» **YOUR ASSIGNMENT**: Scan the records for lines with the word "threshold", and copy every such line.

» **STORED DATA**:
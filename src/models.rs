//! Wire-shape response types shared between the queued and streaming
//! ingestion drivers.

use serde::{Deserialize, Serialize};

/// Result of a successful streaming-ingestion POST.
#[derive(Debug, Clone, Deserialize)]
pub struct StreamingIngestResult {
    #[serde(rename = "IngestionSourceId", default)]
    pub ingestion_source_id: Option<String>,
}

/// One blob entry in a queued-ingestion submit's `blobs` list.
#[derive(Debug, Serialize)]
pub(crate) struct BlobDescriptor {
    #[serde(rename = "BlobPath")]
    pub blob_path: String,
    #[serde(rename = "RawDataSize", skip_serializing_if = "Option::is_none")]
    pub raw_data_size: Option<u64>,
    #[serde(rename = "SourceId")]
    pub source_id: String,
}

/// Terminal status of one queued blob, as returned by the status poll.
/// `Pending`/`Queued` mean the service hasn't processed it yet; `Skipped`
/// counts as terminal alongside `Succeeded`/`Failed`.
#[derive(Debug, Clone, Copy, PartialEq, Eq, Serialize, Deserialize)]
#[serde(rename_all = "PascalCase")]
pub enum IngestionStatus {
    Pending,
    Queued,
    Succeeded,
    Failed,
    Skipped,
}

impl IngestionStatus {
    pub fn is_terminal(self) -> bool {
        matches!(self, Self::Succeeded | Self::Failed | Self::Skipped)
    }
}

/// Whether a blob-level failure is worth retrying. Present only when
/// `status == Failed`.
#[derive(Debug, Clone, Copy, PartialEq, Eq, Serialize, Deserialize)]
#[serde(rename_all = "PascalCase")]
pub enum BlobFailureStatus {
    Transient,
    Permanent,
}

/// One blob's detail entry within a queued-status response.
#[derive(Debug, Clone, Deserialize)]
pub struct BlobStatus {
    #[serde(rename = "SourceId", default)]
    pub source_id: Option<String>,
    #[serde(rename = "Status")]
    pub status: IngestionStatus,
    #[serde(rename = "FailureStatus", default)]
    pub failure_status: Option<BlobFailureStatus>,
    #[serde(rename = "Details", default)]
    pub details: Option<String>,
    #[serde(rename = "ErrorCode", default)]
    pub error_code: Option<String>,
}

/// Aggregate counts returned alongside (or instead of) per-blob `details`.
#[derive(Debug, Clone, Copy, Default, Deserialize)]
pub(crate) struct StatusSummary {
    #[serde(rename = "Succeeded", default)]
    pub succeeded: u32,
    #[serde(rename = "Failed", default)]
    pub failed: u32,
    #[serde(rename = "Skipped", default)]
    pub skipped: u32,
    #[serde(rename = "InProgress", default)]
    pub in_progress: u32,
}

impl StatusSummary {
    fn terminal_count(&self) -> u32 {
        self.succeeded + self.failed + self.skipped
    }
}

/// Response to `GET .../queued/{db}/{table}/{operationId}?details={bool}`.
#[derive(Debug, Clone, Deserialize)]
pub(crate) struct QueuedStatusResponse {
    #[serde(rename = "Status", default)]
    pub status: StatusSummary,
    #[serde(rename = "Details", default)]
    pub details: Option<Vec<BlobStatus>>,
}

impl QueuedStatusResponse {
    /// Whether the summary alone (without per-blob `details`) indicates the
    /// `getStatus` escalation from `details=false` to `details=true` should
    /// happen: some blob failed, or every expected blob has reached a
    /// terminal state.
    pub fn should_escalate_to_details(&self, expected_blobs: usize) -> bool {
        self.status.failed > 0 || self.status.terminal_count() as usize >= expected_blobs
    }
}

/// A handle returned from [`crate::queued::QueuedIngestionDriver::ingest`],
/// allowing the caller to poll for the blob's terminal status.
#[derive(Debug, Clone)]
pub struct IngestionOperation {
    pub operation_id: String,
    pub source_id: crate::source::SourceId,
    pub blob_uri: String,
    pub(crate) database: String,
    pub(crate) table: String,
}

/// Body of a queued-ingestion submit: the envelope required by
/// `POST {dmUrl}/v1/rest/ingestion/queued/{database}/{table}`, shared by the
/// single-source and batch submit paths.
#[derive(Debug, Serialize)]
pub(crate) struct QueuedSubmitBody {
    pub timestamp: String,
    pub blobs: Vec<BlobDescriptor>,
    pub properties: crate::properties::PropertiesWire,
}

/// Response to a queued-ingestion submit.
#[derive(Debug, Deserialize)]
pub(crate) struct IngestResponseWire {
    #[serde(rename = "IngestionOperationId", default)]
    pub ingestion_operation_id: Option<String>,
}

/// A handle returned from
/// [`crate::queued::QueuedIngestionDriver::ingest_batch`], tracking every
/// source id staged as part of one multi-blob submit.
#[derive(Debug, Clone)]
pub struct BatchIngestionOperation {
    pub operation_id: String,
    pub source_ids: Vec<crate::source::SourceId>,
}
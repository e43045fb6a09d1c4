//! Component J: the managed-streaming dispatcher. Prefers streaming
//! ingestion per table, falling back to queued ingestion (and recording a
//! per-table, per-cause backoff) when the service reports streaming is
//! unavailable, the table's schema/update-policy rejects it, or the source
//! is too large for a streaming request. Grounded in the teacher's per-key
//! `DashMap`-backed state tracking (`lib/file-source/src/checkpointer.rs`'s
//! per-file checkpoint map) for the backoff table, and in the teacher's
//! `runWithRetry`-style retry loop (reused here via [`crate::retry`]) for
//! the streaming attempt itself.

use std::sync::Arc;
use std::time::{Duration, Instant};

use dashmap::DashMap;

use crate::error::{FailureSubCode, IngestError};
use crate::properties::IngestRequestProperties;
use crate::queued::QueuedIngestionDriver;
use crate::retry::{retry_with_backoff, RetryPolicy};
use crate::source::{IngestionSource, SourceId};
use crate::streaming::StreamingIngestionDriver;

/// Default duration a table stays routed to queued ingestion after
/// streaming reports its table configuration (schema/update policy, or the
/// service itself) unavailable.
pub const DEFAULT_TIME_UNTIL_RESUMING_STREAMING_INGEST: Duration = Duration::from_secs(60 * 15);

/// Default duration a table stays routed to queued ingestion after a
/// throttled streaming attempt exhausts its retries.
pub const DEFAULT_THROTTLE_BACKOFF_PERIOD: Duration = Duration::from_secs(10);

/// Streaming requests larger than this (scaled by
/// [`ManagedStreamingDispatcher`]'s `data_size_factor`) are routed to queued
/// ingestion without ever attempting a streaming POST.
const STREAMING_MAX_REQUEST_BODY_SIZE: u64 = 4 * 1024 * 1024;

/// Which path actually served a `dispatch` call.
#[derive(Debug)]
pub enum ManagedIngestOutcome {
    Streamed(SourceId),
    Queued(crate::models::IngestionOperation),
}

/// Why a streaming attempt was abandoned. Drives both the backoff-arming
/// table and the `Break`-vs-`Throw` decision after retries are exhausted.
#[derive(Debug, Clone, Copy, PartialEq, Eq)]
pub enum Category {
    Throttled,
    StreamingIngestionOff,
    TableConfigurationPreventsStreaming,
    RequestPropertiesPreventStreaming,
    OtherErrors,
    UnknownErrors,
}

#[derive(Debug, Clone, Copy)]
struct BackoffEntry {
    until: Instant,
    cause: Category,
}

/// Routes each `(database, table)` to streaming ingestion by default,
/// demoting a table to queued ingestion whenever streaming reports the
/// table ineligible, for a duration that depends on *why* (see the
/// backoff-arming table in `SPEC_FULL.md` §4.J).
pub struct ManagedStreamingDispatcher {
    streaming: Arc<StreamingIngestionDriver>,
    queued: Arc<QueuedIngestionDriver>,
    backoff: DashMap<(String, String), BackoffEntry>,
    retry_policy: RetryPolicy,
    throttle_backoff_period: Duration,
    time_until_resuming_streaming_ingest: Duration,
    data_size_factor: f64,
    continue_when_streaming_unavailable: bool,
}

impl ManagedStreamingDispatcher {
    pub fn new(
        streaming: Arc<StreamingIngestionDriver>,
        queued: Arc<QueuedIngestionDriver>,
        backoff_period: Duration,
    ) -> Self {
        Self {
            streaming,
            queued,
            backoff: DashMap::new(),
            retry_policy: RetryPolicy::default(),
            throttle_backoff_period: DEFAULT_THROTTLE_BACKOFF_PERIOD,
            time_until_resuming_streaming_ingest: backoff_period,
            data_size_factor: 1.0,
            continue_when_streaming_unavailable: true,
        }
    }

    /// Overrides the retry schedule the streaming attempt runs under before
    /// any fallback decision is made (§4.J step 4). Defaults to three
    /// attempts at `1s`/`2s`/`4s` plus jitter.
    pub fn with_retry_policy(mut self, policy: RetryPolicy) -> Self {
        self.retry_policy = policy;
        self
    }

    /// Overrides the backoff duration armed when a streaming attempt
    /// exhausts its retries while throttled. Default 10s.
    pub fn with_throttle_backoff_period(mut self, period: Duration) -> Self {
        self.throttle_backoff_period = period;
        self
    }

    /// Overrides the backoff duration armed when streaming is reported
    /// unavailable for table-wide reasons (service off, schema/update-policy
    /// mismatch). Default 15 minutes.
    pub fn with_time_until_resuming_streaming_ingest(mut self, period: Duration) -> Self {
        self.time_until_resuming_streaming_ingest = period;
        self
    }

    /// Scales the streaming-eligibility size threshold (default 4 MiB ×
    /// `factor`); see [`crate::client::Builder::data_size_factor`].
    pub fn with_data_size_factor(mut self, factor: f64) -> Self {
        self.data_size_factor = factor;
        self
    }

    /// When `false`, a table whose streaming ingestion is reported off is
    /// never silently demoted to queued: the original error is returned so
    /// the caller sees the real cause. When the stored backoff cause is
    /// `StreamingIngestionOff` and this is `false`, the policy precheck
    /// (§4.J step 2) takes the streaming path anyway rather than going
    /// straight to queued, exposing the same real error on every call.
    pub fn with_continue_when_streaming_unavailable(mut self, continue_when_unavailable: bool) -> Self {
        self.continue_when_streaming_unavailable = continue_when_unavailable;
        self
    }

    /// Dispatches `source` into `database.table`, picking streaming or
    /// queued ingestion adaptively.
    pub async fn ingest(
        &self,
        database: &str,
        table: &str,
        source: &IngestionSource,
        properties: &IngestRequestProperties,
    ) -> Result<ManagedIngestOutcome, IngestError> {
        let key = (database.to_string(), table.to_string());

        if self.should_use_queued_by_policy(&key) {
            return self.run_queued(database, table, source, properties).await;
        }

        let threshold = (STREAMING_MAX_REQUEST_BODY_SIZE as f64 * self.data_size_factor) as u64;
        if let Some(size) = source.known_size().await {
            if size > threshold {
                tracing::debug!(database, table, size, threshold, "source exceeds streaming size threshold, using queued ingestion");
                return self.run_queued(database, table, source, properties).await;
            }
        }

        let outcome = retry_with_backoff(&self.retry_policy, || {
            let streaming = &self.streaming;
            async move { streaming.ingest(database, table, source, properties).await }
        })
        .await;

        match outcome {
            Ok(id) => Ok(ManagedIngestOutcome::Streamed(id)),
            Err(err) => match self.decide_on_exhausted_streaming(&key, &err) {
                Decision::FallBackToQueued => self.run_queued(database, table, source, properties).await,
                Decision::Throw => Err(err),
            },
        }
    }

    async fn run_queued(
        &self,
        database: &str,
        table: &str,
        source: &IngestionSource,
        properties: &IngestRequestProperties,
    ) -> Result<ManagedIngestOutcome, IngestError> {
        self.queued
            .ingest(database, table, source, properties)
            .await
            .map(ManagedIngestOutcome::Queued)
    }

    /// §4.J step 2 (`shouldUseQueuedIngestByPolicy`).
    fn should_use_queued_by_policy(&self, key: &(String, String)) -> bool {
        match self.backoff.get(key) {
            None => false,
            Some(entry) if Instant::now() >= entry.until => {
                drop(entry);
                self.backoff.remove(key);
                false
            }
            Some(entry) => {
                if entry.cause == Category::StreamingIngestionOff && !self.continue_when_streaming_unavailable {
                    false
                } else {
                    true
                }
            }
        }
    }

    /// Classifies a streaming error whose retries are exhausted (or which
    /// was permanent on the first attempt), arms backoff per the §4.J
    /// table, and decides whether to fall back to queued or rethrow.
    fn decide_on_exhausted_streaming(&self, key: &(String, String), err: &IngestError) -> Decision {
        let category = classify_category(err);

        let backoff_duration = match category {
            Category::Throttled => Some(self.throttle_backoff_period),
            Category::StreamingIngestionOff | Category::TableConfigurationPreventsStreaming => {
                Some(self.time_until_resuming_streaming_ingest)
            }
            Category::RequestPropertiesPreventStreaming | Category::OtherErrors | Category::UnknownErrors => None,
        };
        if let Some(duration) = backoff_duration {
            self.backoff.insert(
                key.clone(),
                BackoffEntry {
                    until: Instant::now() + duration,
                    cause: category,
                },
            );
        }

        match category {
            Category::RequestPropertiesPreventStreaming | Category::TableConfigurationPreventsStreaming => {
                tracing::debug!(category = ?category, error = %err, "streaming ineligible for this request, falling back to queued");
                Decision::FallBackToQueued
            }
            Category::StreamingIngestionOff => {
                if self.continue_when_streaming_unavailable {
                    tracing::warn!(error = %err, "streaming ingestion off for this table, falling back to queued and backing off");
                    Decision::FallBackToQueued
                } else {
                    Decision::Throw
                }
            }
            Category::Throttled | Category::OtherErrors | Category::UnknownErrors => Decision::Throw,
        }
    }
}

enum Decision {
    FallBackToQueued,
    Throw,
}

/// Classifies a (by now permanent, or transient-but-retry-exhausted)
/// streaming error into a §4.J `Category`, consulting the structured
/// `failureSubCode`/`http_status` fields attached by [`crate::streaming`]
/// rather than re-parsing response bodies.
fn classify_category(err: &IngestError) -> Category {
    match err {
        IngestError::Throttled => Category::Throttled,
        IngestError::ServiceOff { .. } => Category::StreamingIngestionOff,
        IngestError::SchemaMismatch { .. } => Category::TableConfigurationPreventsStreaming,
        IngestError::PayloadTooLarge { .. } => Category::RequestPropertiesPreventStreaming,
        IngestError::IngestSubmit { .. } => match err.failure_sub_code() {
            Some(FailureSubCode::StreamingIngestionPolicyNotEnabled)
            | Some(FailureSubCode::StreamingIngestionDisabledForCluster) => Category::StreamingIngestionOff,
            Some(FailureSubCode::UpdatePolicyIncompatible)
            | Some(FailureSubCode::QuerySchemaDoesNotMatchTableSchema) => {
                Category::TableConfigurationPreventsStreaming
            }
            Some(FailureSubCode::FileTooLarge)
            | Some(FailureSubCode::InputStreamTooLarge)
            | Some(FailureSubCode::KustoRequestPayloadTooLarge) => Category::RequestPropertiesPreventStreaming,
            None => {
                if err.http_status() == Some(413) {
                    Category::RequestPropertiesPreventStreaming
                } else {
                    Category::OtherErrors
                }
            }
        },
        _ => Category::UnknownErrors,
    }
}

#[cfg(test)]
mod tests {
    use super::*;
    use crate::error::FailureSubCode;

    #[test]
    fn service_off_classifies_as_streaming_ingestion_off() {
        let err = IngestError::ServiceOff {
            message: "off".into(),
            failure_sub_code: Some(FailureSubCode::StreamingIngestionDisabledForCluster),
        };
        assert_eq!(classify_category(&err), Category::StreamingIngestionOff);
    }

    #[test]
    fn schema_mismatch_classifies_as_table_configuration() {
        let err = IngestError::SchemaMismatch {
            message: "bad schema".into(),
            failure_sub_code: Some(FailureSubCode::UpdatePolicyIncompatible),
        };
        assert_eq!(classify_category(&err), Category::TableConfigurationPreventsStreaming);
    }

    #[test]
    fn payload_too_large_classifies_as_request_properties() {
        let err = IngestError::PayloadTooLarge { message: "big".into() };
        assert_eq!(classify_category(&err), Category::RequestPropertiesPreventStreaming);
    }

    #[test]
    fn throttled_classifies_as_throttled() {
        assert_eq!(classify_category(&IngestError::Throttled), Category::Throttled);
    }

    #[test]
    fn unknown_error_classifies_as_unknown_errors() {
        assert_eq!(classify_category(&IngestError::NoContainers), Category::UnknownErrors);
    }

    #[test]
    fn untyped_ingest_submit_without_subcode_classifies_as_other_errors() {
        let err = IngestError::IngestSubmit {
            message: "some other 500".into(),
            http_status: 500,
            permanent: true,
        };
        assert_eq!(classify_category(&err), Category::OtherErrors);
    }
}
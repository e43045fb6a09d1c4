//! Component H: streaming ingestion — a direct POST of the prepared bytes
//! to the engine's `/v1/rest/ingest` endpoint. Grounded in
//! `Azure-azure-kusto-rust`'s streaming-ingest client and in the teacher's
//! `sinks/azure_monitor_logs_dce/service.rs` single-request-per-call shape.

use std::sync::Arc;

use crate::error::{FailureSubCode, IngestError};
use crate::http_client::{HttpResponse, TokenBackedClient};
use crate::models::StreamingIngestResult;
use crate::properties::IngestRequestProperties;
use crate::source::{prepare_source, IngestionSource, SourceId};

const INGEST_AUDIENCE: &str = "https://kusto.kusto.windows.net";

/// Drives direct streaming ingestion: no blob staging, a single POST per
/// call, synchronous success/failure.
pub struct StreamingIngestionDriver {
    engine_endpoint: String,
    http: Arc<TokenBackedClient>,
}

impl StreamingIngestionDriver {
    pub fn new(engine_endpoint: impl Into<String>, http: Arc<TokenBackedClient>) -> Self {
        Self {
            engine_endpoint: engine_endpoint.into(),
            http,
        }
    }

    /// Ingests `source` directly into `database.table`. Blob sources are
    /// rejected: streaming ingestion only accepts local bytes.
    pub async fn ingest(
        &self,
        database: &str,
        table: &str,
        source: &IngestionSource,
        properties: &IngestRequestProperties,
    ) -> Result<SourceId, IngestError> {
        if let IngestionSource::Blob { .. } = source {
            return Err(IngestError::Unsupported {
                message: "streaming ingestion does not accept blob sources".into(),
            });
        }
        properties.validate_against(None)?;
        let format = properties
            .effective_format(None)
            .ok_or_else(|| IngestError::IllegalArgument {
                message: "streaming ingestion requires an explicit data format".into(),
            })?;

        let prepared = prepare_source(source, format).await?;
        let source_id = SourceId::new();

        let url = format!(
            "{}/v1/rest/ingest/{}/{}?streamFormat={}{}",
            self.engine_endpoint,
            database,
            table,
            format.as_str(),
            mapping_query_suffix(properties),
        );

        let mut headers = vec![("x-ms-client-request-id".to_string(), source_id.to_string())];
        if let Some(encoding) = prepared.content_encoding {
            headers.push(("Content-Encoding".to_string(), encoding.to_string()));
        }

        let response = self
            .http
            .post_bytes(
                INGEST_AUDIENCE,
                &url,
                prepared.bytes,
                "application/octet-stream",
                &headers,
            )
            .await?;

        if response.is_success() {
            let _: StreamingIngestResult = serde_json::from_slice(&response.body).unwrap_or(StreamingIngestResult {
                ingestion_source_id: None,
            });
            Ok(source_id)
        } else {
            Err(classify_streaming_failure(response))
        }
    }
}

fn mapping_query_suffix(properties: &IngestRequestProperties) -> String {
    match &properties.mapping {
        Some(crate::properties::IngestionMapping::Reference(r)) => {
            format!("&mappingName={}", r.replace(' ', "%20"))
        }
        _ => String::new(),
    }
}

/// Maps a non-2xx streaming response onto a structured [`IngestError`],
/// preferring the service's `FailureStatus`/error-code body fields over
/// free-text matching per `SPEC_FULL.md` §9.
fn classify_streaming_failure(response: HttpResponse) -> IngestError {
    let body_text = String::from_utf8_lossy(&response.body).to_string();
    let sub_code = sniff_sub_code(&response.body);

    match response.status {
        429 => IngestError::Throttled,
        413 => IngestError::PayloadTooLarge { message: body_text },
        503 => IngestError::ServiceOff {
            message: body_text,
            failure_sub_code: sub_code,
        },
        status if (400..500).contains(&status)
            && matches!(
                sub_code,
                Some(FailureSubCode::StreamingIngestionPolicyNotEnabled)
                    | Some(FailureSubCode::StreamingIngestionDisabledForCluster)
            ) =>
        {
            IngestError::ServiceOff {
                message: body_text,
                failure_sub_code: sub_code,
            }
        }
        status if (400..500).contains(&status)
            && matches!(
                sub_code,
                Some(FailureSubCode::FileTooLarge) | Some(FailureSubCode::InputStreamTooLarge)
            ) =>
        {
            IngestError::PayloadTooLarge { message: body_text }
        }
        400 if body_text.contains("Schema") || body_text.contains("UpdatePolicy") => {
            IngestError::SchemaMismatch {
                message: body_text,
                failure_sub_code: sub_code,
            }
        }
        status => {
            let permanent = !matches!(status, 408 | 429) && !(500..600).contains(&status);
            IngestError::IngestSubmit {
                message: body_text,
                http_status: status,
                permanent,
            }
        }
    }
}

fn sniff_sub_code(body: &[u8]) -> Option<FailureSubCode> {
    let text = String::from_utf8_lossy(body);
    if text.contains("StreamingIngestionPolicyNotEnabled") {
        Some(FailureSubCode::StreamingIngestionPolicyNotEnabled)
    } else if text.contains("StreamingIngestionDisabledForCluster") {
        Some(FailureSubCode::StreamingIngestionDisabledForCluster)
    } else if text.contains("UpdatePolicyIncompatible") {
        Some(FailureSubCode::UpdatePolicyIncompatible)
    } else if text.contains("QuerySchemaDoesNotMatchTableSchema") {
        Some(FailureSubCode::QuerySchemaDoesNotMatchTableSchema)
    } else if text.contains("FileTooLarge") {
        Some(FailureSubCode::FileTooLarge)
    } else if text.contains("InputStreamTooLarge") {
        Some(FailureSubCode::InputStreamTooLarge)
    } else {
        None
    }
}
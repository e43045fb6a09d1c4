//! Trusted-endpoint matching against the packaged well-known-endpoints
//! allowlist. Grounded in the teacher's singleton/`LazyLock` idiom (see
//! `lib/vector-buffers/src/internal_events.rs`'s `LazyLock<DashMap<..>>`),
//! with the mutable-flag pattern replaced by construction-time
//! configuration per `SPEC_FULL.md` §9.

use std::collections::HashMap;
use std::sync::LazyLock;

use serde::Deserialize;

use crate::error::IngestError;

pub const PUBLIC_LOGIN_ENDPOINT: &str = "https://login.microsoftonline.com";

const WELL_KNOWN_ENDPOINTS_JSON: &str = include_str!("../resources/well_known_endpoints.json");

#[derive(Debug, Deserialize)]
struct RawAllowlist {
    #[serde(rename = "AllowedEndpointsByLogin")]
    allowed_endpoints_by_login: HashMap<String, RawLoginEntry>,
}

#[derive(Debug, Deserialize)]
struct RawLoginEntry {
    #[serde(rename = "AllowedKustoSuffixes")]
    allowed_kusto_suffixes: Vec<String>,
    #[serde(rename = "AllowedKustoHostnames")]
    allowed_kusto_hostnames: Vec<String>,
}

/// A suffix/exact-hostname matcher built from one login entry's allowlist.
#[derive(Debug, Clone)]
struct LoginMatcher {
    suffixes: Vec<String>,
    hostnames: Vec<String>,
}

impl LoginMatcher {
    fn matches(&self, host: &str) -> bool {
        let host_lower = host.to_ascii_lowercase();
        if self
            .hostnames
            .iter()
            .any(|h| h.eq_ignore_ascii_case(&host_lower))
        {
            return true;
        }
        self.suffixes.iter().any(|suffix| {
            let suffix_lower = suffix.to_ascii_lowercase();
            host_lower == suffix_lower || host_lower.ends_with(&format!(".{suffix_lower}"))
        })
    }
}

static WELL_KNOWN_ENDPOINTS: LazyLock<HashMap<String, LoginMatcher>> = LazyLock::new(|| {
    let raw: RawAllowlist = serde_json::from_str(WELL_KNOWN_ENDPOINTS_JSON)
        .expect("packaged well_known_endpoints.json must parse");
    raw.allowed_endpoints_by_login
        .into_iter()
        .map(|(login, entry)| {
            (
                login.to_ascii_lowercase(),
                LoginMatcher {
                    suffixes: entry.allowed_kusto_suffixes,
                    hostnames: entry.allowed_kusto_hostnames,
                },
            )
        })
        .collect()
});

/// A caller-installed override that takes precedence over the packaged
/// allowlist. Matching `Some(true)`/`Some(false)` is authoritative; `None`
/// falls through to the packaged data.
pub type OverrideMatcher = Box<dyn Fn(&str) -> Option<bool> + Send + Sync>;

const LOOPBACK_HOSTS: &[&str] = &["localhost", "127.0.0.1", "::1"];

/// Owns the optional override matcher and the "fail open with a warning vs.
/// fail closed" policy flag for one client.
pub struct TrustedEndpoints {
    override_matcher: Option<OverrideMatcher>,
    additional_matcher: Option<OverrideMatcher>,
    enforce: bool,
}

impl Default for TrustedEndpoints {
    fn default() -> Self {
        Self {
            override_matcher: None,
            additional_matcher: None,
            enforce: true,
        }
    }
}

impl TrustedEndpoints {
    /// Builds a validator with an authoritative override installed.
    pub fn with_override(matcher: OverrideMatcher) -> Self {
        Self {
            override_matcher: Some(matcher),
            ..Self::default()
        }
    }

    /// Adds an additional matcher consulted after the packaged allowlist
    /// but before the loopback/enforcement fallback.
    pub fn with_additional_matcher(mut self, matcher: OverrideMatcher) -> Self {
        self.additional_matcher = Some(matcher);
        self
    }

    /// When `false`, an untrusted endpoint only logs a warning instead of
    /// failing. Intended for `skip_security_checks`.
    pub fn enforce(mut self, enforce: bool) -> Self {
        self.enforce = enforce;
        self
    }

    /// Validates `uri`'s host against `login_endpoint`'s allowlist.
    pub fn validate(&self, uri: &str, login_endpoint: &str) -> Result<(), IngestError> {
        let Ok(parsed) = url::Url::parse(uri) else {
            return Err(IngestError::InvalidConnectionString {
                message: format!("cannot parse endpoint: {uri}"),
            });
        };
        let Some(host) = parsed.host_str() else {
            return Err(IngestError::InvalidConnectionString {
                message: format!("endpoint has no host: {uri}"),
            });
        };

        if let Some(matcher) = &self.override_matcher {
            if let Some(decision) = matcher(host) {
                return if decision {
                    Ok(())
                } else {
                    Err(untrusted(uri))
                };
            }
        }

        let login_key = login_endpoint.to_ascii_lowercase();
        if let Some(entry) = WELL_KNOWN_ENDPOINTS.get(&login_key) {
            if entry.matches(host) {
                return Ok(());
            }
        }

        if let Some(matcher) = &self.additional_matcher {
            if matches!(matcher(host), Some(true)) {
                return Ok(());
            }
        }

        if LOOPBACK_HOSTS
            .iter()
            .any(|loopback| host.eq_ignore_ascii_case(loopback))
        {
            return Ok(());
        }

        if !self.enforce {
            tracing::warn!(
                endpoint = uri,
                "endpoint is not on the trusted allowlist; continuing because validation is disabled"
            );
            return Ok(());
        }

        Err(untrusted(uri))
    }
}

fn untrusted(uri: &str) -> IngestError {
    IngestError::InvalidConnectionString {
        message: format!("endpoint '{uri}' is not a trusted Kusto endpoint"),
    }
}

» **WRITTEN REPLY**:
    /// Scales the streaming-eligibility size threshold (default 4 MiB ×
        let threshold = (STREAMING_MAX_REQUEST_BODY_SIZE as f64 * self.data_size_factor) as u64;
            if size > threshold {
                tracing::debug!(database, table, size, threshold, "source exceeds streaming size threshold, using queued ingestion");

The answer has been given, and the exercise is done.